* REQUIREMENT *
In the records below, find the line with "use crate::manifests::evaluator::EvaluationError;" and the line with "pub fn new(loader: Arc<CachedManifestLoader>)"; return exactly those lines and every line between them.

* Collected data *
_____

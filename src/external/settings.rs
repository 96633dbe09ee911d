//! Package settings loading.

use std::path::Path;
use std::sync::Arc;

use crate::core::project::ProjectOptions;
use crate::core::settings::PackageSettings;
use crate::manifests::evaluator::EvaluationError;
use crate::manifests::loader::CachedManifestLoader;

/// Loads and normalizes package settings from the package manifest.
pub struct PackageSettingsLoader {
    loader: Arc<CachedManifestLoader>,
}

impl PackageSettingsLoader {
    /// Create a settings loader.
    pub fn new(loader: Arc<CachedManifestLoader>) -> Self {
        PackageSettingsLoader { loader }
    }

    /// Load the settings declared by the package manifest at the given path.
    pub fn load(&self, manifest_path: &Path) -> Result<PackageSettings, EvaluationError> {
        let manifest = self.loader.load_package(manifest_path)?;

        Ok(PackageSettings {
            product_types: manifest.product_types,
            product_destinations: manifest.product_destinations,
            base_settings: manifest.base_settings,
            target_settings: manifest.target_settings,
            project_options: manifest
                .project_options
                .into_iter()
                .map(|(name, options)| (name, ProjectOptions::from(options)))
                .collect(),
            include_local_package_test_targets: manifest.include_local_package_test_targets,
            toolchain_version: manifest.toolchain_version,
        })
    }
}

_____

* OUTPUT FOR THIS TASK *
use crate::manifests::evaluator::EvaluationError;
use crate::manifests::loader::CachedManifestLoader;

/// Loads and normalizes package settings from the package manifest.
pub struct PackageSettingsLoader {
    loader: Arc<CachedManifestLoader>,
}

impl PackageSettingsLoader {
    /// Create a settings loader.
    pub fn new(loader: Arc<CachedManifestLoader>) -> Self {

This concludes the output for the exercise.